**Problem to solve:** In the listing that follows, count each line containing the string "PathBuf" and report only the count.
━━━━━ Provided material
use super::{ColumnDescriptor, Database, ForeignKeyEdge, IndexDescriptor, StatementOutcome};
use crate::error::IntrospectionError;
use serde::Serialize;
use std::fmt::Write;
use std::path::{Path, PathBuf};
use tracing::{info, warn};

/// Sentinel written in place of SQL NULL in sample rows.
pub const NULL_SENTINEL: &str = "NULL";

/// File name of the aggregate schema artifact inside the context directory.
pub const SCHEMA_FILE: &str = "schema.txt";

/// Subdirectory of the context directory holding one sample file per table.
pub const SAMPLES_DIR: &str = "samples";

#[derive(Debug, Clone, PartialEq, Serialize)]
pub enum Samples {
    Rows {
        header: Vec<String>,
        rows: Vec<Vec<Option<String>>>,
    },
    /// The sample query failed; holds the diagnostic shown instead.
    Unavailable(String),
}

/// One sample row viewed as a column-name to value mapping.
pub struct SampleRow<'a> {
    header: &'a [String],
    values: &'a [Option<String>],
}

impl<'a> SampleRow<'a> {
    /// `None` when the column is absent; `Some(None)` for SQL NULL.
    pub fn get(&self, column: &str) -> Option<Option<&'a str>> {
        self.header
            .iter()
            .position(|h| h == column)
            .and_then(|i| self.values.get(i))
            .map(|v| v.as_deref())
    }
}

impl Samples {
    pub fn rows(&self) -> Vec<SampleRow<'_>> {
        match self {
            Samples::Rows { header, rows } => rows
                .iter()
                .map(|values| SampleRow { header, values })
                .collect(),
            Samples::Unavailable(_) => Vec::new(),
        }
    }
}

#[derive(Debug, Clone, PartialEq, Serialize)]
pub struct TableDescriptor {
    pub name: String,
    pub columns: Vec<ColumnDescriptor>,
    /// Set when column metadata could not be read; `columns` is then empty.
    pub metadata_error: Option<String>,
    pub indexes: Vec<IndexDescriptor>,
    /// Set when the index listing failed; `indexes` is then empty.
    pub index_error: Option<String>,
    pub samples: Samples,
}

#[derive(Debug, Clone, Serialize)]
pub struct SchemaDocument {
    pub tables: Vec<TableDescriptor>,
    pub foreign_keys: Vec<ForeignKeyEdge>,
    /// Set when the foreign-key listing failed.
    pub foreign_key_error: Option<String>,
    text: String,
}

pub fn render_column(col: &ColumnDescriptor) -> String {
    let mut out = format!(" - {} ({}", col.name, col.data_type);
    if let Some(len) = col.max_length.filter(|len| *len > 0) {
        let _ = write!(out, "({len})");
    }
    out.push(')');

    let mut tags = Vec::new();
    if col.is_primary_key {
        tags.push("PK");
    }
    if col.is_identity {
        tags.push("Identity");
    }
    if !col.is_nullable {
        tags.push("NOT NULL");
    }
    if !tags.is_empty() {
        let _ = write!(out, " [{}]", tags.join(" "));
    }
    out
}

pub fn render_foreign_key(fk: &ForeignKeyEdge) -> String {
    format!(
        " - {}({}) -> {}({})",
        fk.parent_table, fk.parent_column, fk.referenced_table, fk.referenced_column
    )
}

pub fn render_index(index: &IndexDescriptor) -> String {
    let mut out = format!(
        " - {} ON {} ({})",
        index.name,
        index.table,
        index.columns.join(", ")
    );
    if index.is_unique {
        out.push_str(" UNIQUE");
    }
    if index.is_primary_key {
        out.push_str(" PRIMARY KEY");
    }
    out
}

impl TableDescriptor {
    pub fn render(&self) -> String {
        let mut out = format!("\nTable: {}\nColumns:\n", self.name);
        match &self.metadata_error {
            Some(err) => {
                let _ = writeln!(out, " (Could not retrieve columns: {err})");
            }
            None => {
                for col in &self.columns {
                    out.push_str(&render_column(col));
                    out.push('\n');
                }
            }
        }
        out
    }

    /// Contents of this table's sample file.
    pub fn render_samples(&self) -> String {
        let mut out = format!("Sample rows from table: {}\n\n", self.name);
        let lines: Vec<String> = match &self.samples {
            Samples::Rows { rows, .. } if rows.is_empty() => Vec::new(),
            Samples::Rows { header, rows } => std::iter::once(header.join("\t"))
                .chain(rows.iter().map(|row| {
                    row.iter()
                        .map(|v| v.as_deref().unwrap_or(NULL_SENTINEL))
                        .collect::<Vec<_>>()
                        .join("\t")
                }))
                .collect(),
            Samples::Unavailable(msg) => vec![msg.clone()],
        };
        out.push_str(&lines.join("\n"));
        out
    }
}

impl SchemaDocument {
    pub fn new(
        tables: Vec<TableDescriptor>,
        foreign_keys: Vec<ForeignKeyEdge>,
        foreign_key_error: Option<String>,
    ) -> Self {
        let mut doc = Self {
            tables,
            foreign_keys,
            foreign_key_error,
            text: String::new(),
        };
        doc.text = doc.render();
        doc
    }

    fn render(&self) -> String {
        let mut out = String::new();
        for table in &self.tables {
            out.push_str(&table.render());
        }

        out.push_str("\nForeign Key Relationships:\n");
        if let Some(err) = &self.foreign_key_error {
            let _ = writeln!(out, " (Could not retrieve foreign keys: {err})");
        }
        for fk in &self.foreign_keys {
            out.push_str(&render_foreign_key(fk));
            out.push('\n');
        }

        out.push_str("\nIndexes:\n");
        for table in &self.tables {
            if let Some(err) = &table.index_error {
                let _ = writeln!(out, " (Could not retrieve indexes for {}: {err})", table.name);
            }
            for index in &table.indexes {
                out.push_str(&render_index(index));
                out.push('\n');
            }
        }
        out
    }

    /// The aggregate schema text.
    pub fn text(&self) -> &str {
        &self.text
    }

    pub fn table(&self, name: &str) -> Option<&TableDescriptor> {
        self.tables.iter().find(|t| t.name == name)
    }

    /// Schema text handed to the model, optionally followed by every table's samples.
    pub fn prompt_context(&self, include_samples: bool) -> String {
        if !include_samples {
            return self.text.clone();
        }
        let mut out = self.text.clone();
        for table in &self.tables {
            out.push('\n');
            out.push_str(&table.render_samples());
            out.push('\n');
        }
        out
    }

    /// Writes `schema.txt` and `samples/<table>.txt` for every table into
    /// `dir`. A failed sample file is logged and the rest are still written;
    /// the first such error is returned once `schema.txt` is in place.
    pub fn persist(&self, dir: &Path) -> std::io::Result<()> {
        std::fs::create_dir_all(dir.join(SAMPLES_DIR))?;

        let mut first_error = None;
        for table in &self.tables {
            let path = sample_file_path(dir, &table.name);
            if let Err(e) = std::fs::write(&path, table.render_samples()) {
                warn!(path = %path.display(), error = %e, "Could not write sample file");
                first_error.get_or_insert(e);
            }
        }

        std::fs::write(dir.join(SCHEMA_FILE), &self.text)?;
        first_error.map_or(Ok(()), Err)
    }
}

/// Where the sample file of `table` lives inside a context directory.
pub fn sample_file_path(dir: &Path, table: &str) -> PathBuf {
    dir.join(SAMPLES_DIR)
        .join(format!("{}.txt", sanitize_file_name(table)))
}

pub fn sanitize_file_name(name: &str) -> String {
    name.chars()
        .map(|c| match c {
            '/' | '\\' | ':' | '*' | '?' | '"' | '<' | '>' | '|' => '_',
            c => c,
        })
        .collect()
}

fn stringify(value: &serde_json::Value) -> Option<String> {
    match value {
        serde_json::Value::Null => None,
        serde_json::Value::String(s) => Some(s.clone()),
        other => Some(other.to_string()),
    }
}

async fn fetch_samples(db: &dyn Database, table: &str, limit: usize) -> Samples {
    let sql = db.sample_query(table, limit);
    match db.execute(&sql).await {
        Ok(StatementOutcome::Rows { columns, rows }) => Samples::Rows {
            header: columns,
            rows: rows
                .iter()
                .map(|row| row.iter().map(stringify).collect())
                .collect(),
        },
        Ok(StatementOutcome::Affected(_)) => {
            Samples::Unavailable("(Could not retrieve sample rows: no result set)".to_string())
        }
        Err(e) => {
            warn!(table = %table, error = %e, "Sample rows unavailable");
            Samples::Unavailable(format!("(Could not retrieve sample rows: {e})"))
        }
    }
}

/// Reads the catalog and a bounded sample of every base table.
///
/// Only a failure to list tables is fatal. Per-table failures are recorded in
/// that table's descriptor and the build carries on. When `context_dir` is set,
/// the document is also written there; a write failure is logged and ignored.
pub async fn build_schema(
    db: &dyn Database,
    sample_limit: usize,
    context_dir: Option<&Path>,
) -> Result<SchemaDocument, IntrospectionError> {
    let table_names = db.list_tables().await?;
    info!(tables = table_names.len(), "Introspecting database");

    let mut tables = Vec::with_capacity(table_names.len());
    for name in table_names {
        let (columns, metadata_error) = match db.list_columns(&name).await {
            Ok(cols) => (cols, None),
            Err(e) => {
                warn!(table = %name, error = %e, "Column metadata unavailable");
                (Vec::new(), Some(e.to_string()))
            }
        };

        let (indexes, index_error) = match db.list_indexes(&name).await {
            Ok(indexes) => (indexes, None),
            Err(e) => {
                warn!(table = %name, error = %e, "Index metadata unavailable");
                (Vec::new(), Some(e.to_string()))
            }
        };

        let samples = fetch_samples(db, &name, sample_limit).await;

        tables.push(TableDescriptor {
            name,
            columns,
            metadata_error,
            indexes,
            index_error,
            samples,
        });
    }

    let (foreign_keys, foreign_key_error) = match db.list_foreign_keys().await {
        Ok(fks) => (fks, None),
        Err(e) => {
            warn!(error = %e, "Foreign keys unavailable");
            (Vec::new(), Some(e.to_string()))
        }
    };

    let doc = SchemaDocument::new(tables, foreign_keys, foreign_key_error);

    if let Some(dir) = context_dir {
        if let Err(e) = doc.persist(dir) {
            warn!(dir = %dir.display(), error = %e, "Could not write schema context files");
        }
    }

    Ok(doc)
}

#[cfg(test)]
mod tests {
    use super::*;

    fn column(name: &str) -> ColumnDescriptor {
        ColumnDescriptor {
            name: name.to_string(),
            data_type: "varchar".to_string(),
            max_length: None,
            is_nullable: true,
            is_primary_key: false,
            is_identity: false,
        }
    }

    #[test]
    fn renders_length_and_tags_in_order() {
        let col = ColumnDescriptor {
            max_length: Some(50),
            is_nullable: false,
            is_primary_key: true,
            ..column("code")
        };
        assert_eq!(render_column(&col), " - code (varchar(50)) [PK NOT NULL]");

        let id = ColumnDescriptor {
            data_type: "int".to_string(),
            is_nullable: false,
            is_primary_key: true,
            is_identity: true,
            ..column("id")
        };
        assert_eq!(render_column(&id), " - id (int) [PK Identity NOT NULL]");
    }

    #[test]
    fn omits_tags_and_non_positive_lengths() {
        let col = ColumnDescriptor {
            max_length: Some(-1),
            ..column("notes")
        };
        assert_eq!(render_column(&col), " - notes (varchar)");
    }

    #[test]
    fn renders_foreign_keys_and_indexes() {
        let fk = ForeignKeyEdge {
            constraint_name: "fk_orders_customer".to_string(),
            parent_table: "Orders".to_string(),
            parent_column: "customer_id".to_string(),
            referenced_table: "Customers".to_string(),
            referenced_column: "id".to_string(),
        };
        assert_eq!(render_foreign_key(&fk), " - Orders(customer_id) -> Customers(id)");

        let index = IndexDescriptor {
            name: "ix_orders_date".to_string(),
            table: "Orders".to_string(),
            columns: vec!["placed_on".to_string(), "id".to_string()],
            is_unique: true,
            is_primary_key: false,
        };
        assert_eq!(
            render_index(&index),
            " - ix_orders_date ON Orders (placed_on, id) UNIQUE"
        );
    }

    #[test]
    fn sample_file_uses_tabs_and_null_sentinel() {
        let table = TableDescriptor {
            name: "People".to_string(),
            columns: vec![column("name"), column("nick")],
            metadata_error: None,
            indexes: Vec::new(),
            index_error: None,
            samples: Samples::Rows {
                header: vec!["name".to_string(), "nick".to_string()],
                rows: vec![vec![Some("Ada".to_string()), None]],
            },
        };
        assert_eq!(
            table.render_samples(),
            "Sample rows from table: People\n\nname\tnick\nAda\tNULL"
        );
        let rows = table.samples.rows();
        assert_eq!(rows[0].get("name"), Some(Some("Ada")));
        assert_eq!(rows[0].get("nick"), Some(None));
        assert_eq!(rows[0].get("missing"), None);
    }

    #[test]
    fn sanitizes_path_separators() {
        assert_eq!(sanitize_file_name("dbo/Orders"), "dbo_Orders");
    }

    #[test]
    fn sample_files_cannot_shadow_the_schema_file() {
        let dir = Path::new("ctx");
        assert_eq!(
            sample_file_path(dir, "schema"),
            Path::new("ctx").join("samples").join("schema.txt")
        );
        assert_ne!(sample_file_path(dir, "schema"), dir.join(SCHEMA_FILE));
    }

    #[test]
    fn index_failures_leave_a_diagnostic_line() {
        let table = |name: &str, index_error: Option<&str>| TableDescriptor {
            name: name.to_string(),
            columns: vec![column("id")],
            metadata_error: None,
            indexes: Vec::new(),
            index_error: index_error.map(str::to_string),
            samples: Samples::Unavailable(String::new()),
        };
        let doc = SchemaDocument::new(
            vec![table("Orders", Some("permission denied")), table("Items", None)],
            Vec::new(),
            None,
        );
        assert!(doc
            .text()
            .ends_with("\nIndexes:\n (Could not retrieve indexes for Orders: permission denied)\n"));
    }
}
━━━━━━━━━━
**Answer to this exercise:** 2